Many of these jobs are hard on the body over a long period of time. It would prevent human injuries.
 
Of course they take jobs. That's the sole reason for implementing automation. Anyone that says otherwise is full of ****, and knows it. But these are also generally jobs that people don't much enjoy doing in the first place. Which is the counterargument.

It's also the basis of why UBI is taken more seriously every year. At some point eventually, fully automated factories will make everything.

The down side of being able to make everything locally is then tribalism trumps globalism. We'll return to the bad old days of making excuses to bomb each other.
 
I trust this amazon executive fully!

I also trust tobacco when they say smoking does not impact your health.

I trust former president donald trump when he says he's innocent in his multiple court cases.
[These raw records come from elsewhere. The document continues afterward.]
//! Mount parameter sets and the handles returned to callers.

use serde::{Deserialize, Serialize};
use serde_json::{Map, Value};
use std::fmt;
use std::path::PathBuf;
use std::str::FromStr;

use snapkeep_common::{Error, HashId, Password, Result};

/// Snapshot storage modes.
#[derive(Debug, Clone, Copy, PartialEq, Eq, Hash, PartialOrd, Ord, Serialize, Deserialize)]
#[serde(rename_all = "snake_case")]
pub enum MountMode {
    /// Plain local directory, nothing to mount.
    Local,
    /// Remote directory over sshfs.
    Ssh,
    /// Local directory decrypted through encfs.
    LocalEncfs,
    /// Remote directory over sshfs, decrypted through encfs.
    SshEncfs,
}

impl MountMode {
    /// All known modes.
    pub const ALL: [MountMode; 4] = [
        MountMode::Local,
        MountMode::Ssh,
        MountMode::LocalEncfs,
        MountMode::SshEncfs,
    ];

    /// Whether this mode needs a filesystem mount at all.
    pub fn needs_mount(&self) -> bool {
        !matches!(self, MountMode::Local)
    }

    /// Whether a password must be supplied to mount.
    pub fn requires_password(&self) -> bool {
        matches!(self, MountMode::LocalEncfs | MountMode::SshEncfs)
    }

    /// The name used in settings and umount info.
    pub fn as_str(&self) -> &'static str {
        match self {
            MountMode::Local => "local",
            MountMode::Ssh => "ssh",
            MountMode::LocalEncfs => "local_encfs",
            MountMode::SshEncfs => "ssh_encfs",
        }
    }
}

impl fmt::Display for MountMode {
    fn fmt(&self, f: &mut fmt::Formatter<'_>) -> fmt::Result {
        f.write_str(self.as_str())
    }
}

impl FromStr for MountMode {
    type Err = Error;

    fn from_str(s: &str) -> Result<Self> {
        MountMode::ALL
            .into_iter()
            .find(|mode| mode.as_str() == s)
            .ok_or_else(|| Error::InvalidInput(format!("Unknown mount mode '{}'", s)))
    }
}

/// Connection details shared by the ssh based modes.
#[derive(Debug, Clone, PartialEq, Eq, Serialize, Deserialize)]
pub struct SshParams {
    pub host: String,
    pub port: u16,
    pub user: String,
    pub path: String,
    pub cipher: String,
    pub private_key_file: String,
}

/// Backend parameters, tagged by mode.
///
/// Passwords never leave memory: they are skipped when serializing and
/// take no part in the hash id.
#[derive(Debug, Clone, PartialEq, Eq, Serialize, Deserialize)]
#[serde(tag = "mode", rename_all = "snake_case")]
pub enum MountParams {
    Local {
        path: PathBuf,
    },
    Ssh {
        #[serde(flatten)]
        ssh: SshParams,
    },
    LocalEncfs {
        path: PathBuf,
        #[serde(skip)]
        password: Option<Password>,
    },
    SshEncfs {
        #[serde(flatten)]
        ssh: SshParams,
        #[serde(skip)]
        password: Option<Password>,
    },
}

impl MountParams {
    /// Mode this parameter set belongs to.
    pub fn mode(&self) -> MountMode {
        match self {
            MountParams::Local { .. } => MountMode::Local,
            MountParams::Ssh { .. } => MountMode::Ssh,
            MountParams::LocalEncfs { .. } => MountMode::LocalEncfs,
            MountParams::SshEncfs { .. } => MountMode::SshEncfs,
        }
    }

    /// The password, if this mode carries one.
    pub fn password(&self) -> Option<&Password> {
        match self {
            MountParams::LocalEncfs { password, .. } | MountParams::SshEncfs { password, .. } => {
                password.as_ref()
            }
            _ => None,
        }
    }

    /// Attach a password; ignored by modes without one.
    pub fn with_password(mut self, secret: Password) -> Self {
        match &mut self {
            MountParams::LocalEncfs { password, .. } | MountParams::SshEncfs { password, .. } => {
                *password = Some(secret);
            }
            _ => {}
        }
        self
    }

    /// Ssh connection details, for the ssh based modes.
    pub fn ssh(&self) -> Option<&SshParams> {
        match self {
            MountParams::Ssh { ssh } | MountParams::SshEncfs { ssh, .. } => Some(ssh),
            _ => None,
        }
    }
}

/// Everything needed to perform one mount.
#[derive(Debug, Clone, PartialEq, Eq, Serialize, Deserialize)]
pub struct MountSpec {
    #[serde(flatten)]
    pub params: MountParams,
    /// Salt bumped to move away from a colliding hash id.
    #[serde(default)]
    pub hash_collision: u32,
}

impl MountSpec {
    /// Create a spec from parameters and the current collision salt.
    pub fn new(params: MountParams, hash_collision: u32) -> Self {
        Self {
            params,
            hash_collision,
        }
    }

    /// Mode of this spec.
    pub fn mode(&self) -> MountMode {
        self.params.mode()
    }

    /// Render the umount info object.
    ///
    /// Keys are the backend parameter names, values JSON natives.
    pub fn to_umount_value(&self) -> Result<Map<String, Value>> {
        match serde_json::to_value(self)? {
            Value::Object(map) => Ok(map),
            other => Err(Error::Serialization(format!(
                "Mount spec rendered as {} instead of an object",
                other
            ))),
        }
    }

    /// Parse a umount info object back into a spec.
    pub fn from_umount_value(value: Value) -> Result<Self> {
        Ok(serde_json::from_value(value)?)
    }

    /// Whether a persisted umount info describes this spec.
    ///
    /// Every key of this spec must be present with an equal value.
    pub fn matches_umount_value(&self, persisted: &Value) -> Result<bool> {
        let Value::Object(saved) = persisted else {
            return Ok(false);
        };
        let ours = self.to_umount_value()?;
        Ok(ours
            .iter()
            .all(|(key, value)| saved.get(key).is_some_and(|v| v == value)))
    }
}

/// Handle returned by a successful mount.
#[derive(Debug, Clone, Copy, PartialEq, Eq, Hash)]
pub enum MountHandle {
    /// Mode needed no mount.
    Local,
    /// Shared mount keyed by hash id.
    Hashed(HashId),
}

impl MountHandle {
    /// The hash id, unless this is the local sentinel.
    pub fn hash_id(&self) -> Option<HashId> {
        match self {
            MountHandle::Local => None,
            MountHandle::Hashed(id) => Some(*id),
        }
    }
}

impl fmt::Display for MountHandle {
    fn fmt(&self, f: &mut fmt::Formatter<'_>) -> fmt::Result {
        match self {
            MountHandle::Local => f.write_str("local"),
            MountHandle::Hashed(id) => write!(f, "{}", id),
        }
    }
}

impl FromStr for MountHandle {
    type Err = Error;

    fn from_str(s: &str) -> Result<Self> {
        if s == "local" {
            Ok(MountHandle::Local)
        } else {
            Ok(MountHandle::Hashed(s.parse()?))
        }
    }
}

#[cfg(test)]
mod tests {
    use super::*;
    use serde_json::json;

    fn ssh_params() -> SshParams {
        SshParams {
            host: "backup.example.org".to_string(),
            port: 22,
            user: "alice".to_string(),
            path: "/srv/snapshots".to_string(),
            cipher: "default".to_string(),
            private_key_file: "/home/alice/.ssh/id_ed25519".to_string(),
        }
    }

    #[test]
    fn test_umount_value_has_flat_backend_keys() {
        let spec = MountSpec::new(MountParams::Ssh { ssh: ssh_params() }, 3);
        let value = spec.to_umount_value().unwrap();

        assert_eq!(value["mode"], json!("ssh"));
        assert_eq!(value["port"], json!(22));
        assert_eq!(value["hash_collision"], json!(3));
        assert_eq!(value["private_key_file"], json!("/home/alice/.ssh/id_ed25519"));
    }

    #[test]
    fn test_password_never_serialized() {
        let spec = MountSpec::new(
            MountParams::LocalEncfs {
                path: PathBuf::from("/data/enc"),
                password: None,
            }
            .with_password(Password::new("secret")),
            0,
        );
        let text = serde_json::to_string(&spec).unwrap();
        assert!(!text.contains("secret"));
        assert!(!text.contains("password"));
    }

    #[test]
    fn test_umount_value_round_trip() {
        let spec = MountSpec::new(
            MountParams::SshEncfs {
                ssh: ssh_params(),
                password: None,
            },
            7,
        );
        let value = Value::Object(spec.to_umount_value().unwrap());
        let back = MountSpec::from_umount_value(value).unwrap();
        assert_eq!(back, spec);
    }

    #[test]
    fn test_matches_umount_value_detects_difference() {
        let spec = MountSpec::new(MountParams::Ssh { ssh: ssh_params() }, 0);
        let same = Value::Object(spec.to_umount_value().unwrap());
        assert!(spec.matches_umount_value(&same).unwrap());

        let mut other = ssh_params();
        other.private_key_file = "/home/alice/.ssh/other".to_string();
        let other = MountSpec::new(MountParams::Ssh { ssh: other }, 0);
        assert!(!other.matches_umount_value(&same).unwrap());
        assert!(!spec.matches_umount_value(&json!([1, 2])).unwrap());
    }

    #[test]
    fn test_port_type_matters() {
        let spec = MountSpec::new(MountParams::Ssh { ssh: ssh_params() }, 0);
        let mut value = spec.to_umount_value().unwrap();
        value.insert("port".to_string(), json!("22"));
        assert!(!spec.matches_umount_value(&Value::Object(value)).unwrap());
    }

    #[test]
    fn test_mode_names() {
        assert_eq!("ssh_encfs".parse::<MountMode>().unwrap(), MountMode::SshEncfs);
        assert!("nfs".parse::<MountMode>().is_err());
        assert!(!MountMode::Local.needs_mount());
        assert!(MountMode::LocalEncfs.requires_password());
    }

    #[test]
    fn test_handle_display_and_parse() {
        assert_eq!(MountHandle::Local.to_string(), "local");
        let handle: MountHandle = "0A0B0C0D".parse().unwrap();
        assert_eq!(handle.to_string(), "0A0B0C0D");
        assert_eq!("local".parse::<MountHandle>().unwrap(), MountHandle::Local);
    }
}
I trust the earth is flat and the moon landing was staged in a Hollywood basement.
 
Yep...in a decade or two and definitely in three....In majority of warehouses we won't manage people anymore only machines...profits will improve(less salaries to pay) but not neassery those who will manage new folks on the block ☺
 
Of course they take jobs. That's the sole reason for implementing automation. Anyone that says otherwise is full of ****, and knows it. But these are also generally jobs that people don't much enjoy doing in the first place. Which is the counterargument.

It's also the basis of why UBI is taken more seriously every year. At some point eventually, fully automated factories will make everything.

The down side of being able to make everything locally is then tribalism trumps globalism. We'll return to the bad old days of making excuses to bomb each other.

Globalism hasn't stopped any bombs from falling. Its only made militarization more efficient and greatly increased the ambitions of expansionist, totalitarian regimes. Its also decreased the value of your money.
 
Of course they take jobs. That's the sole reason for implementing automation. Anyone that says otherwise is full of ****, and knows it. But these are also generally jobs that people don't much enjoy doing in the first place. Which is the counterargument.

It's also the basis of why UBI is taken more seriously every year. At some point eventually, fully automated factories will make everything.

The down side of being able to make everything locally is then tribalism trumps globalism. We'll return to the bad old days of making excuses to bomb each other.
I must have missed the memo on not bombing each other. I think everyone else did as well.
 
Of course they take jobs. That's the sole reason for implementing automation. Anyone that says otherwise is full of ****, and knows it. But these are also generally jobs that people don't much enjoy doing in the first place. Which is the counterargument.

It's also the basis of why UBI is taken more seriously every year. At some point eventually, fully automated factories will make everything.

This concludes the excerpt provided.